### WORK ORDER
Below are the entries; determine how many of their lines contain the string "sent" and give that figure alone.

:::

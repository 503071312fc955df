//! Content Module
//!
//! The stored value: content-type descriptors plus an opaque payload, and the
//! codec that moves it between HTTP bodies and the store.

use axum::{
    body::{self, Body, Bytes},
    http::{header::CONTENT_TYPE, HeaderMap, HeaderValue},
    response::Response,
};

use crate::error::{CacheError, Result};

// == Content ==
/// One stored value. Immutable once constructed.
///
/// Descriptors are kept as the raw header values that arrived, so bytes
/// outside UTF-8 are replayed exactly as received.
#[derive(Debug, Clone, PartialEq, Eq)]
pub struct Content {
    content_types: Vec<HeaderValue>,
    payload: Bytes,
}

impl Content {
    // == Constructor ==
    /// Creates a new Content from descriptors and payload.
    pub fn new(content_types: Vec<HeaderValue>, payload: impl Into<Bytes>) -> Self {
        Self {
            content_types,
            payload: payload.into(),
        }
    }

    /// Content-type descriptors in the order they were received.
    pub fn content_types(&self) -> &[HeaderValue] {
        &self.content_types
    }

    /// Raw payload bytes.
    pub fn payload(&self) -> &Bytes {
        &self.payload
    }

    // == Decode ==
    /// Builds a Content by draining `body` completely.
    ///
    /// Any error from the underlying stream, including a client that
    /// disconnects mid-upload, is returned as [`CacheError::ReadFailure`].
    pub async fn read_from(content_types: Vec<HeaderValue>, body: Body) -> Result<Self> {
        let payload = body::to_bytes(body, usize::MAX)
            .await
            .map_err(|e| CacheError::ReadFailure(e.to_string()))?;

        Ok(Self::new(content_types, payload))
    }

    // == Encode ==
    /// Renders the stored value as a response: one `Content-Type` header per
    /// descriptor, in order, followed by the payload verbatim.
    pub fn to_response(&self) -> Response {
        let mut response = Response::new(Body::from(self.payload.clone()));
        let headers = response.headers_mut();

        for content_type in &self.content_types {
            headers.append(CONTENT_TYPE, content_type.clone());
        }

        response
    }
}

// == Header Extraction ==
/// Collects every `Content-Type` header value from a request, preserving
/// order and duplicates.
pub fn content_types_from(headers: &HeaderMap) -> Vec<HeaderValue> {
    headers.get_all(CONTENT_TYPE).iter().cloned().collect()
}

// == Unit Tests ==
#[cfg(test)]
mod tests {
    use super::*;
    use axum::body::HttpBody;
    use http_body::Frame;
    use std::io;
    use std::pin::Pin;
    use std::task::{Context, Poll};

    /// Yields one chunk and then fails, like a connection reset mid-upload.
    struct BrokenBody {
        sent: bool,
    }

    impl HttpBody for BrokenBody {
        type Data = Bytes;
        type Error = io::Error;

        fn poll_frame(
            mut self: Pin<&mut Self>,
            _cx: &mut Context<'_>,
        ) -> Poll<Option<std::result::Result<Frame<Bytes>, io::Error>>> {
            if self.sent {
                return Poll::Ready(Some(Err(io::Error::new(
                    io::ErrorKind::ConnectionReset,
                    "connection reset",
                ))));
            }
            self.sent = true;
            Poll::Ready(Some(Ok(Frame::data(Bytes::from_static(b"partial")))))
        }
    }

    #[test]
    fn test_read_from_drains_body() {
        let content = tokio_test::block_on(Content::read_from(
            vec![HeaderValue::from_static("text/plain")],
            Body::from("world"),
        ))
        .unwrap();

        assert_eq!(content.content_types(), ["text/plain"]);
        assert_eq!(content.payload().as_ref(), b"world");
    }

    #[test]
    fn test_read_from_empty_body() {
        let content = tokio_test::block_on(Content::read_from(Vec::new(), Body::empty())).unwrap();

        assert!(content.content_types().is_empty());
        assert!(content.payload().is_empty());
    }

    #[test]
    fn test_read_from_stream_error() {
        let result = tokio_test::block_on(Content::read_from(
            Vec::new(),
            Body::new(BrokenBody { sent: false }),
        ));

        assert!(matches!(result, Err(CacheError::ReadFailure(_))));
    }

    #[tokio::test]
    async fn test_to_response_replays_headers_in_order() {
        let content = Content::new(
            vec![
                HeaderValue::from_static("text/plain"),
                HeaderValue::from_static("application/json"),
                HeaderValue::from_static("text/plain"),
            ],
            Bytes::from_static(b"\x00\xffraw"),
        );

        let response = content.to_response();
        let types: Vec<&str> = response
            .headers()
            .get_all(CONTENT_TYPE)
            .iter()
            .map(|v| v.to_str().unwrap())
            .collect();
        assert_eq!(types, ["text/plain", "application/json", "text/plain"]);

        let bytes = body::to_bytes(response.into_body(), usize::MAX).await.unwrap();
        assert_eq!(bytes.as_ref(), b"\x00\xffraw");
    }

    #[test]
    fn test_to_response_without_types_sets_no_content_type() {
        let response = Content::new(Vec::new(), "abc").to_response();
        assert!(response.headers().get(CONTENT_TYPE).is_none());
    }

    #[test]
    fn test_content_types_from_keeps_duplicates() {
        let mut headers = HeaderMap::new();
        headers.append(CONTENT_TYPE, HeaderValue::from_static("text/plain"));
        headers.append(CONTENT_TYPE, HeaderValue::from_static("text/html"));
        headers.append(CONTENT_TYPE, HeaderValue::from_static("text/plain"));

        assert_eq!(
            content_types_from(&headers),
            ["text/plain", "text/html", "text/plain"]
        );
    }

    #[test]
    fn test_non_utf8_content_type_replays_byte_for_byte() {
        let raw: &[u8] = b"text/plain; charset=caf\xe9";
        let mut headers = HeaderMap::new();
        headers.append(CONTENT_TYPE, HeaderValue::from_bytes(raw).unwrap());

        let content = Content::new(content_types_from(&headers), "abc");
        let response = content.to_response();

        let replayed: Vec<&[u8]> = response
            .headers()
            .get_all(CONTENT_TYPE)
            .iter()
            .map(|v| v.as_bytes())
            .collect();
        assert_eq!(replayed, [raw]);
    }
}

:::

### EXERCISE RESPONSE
4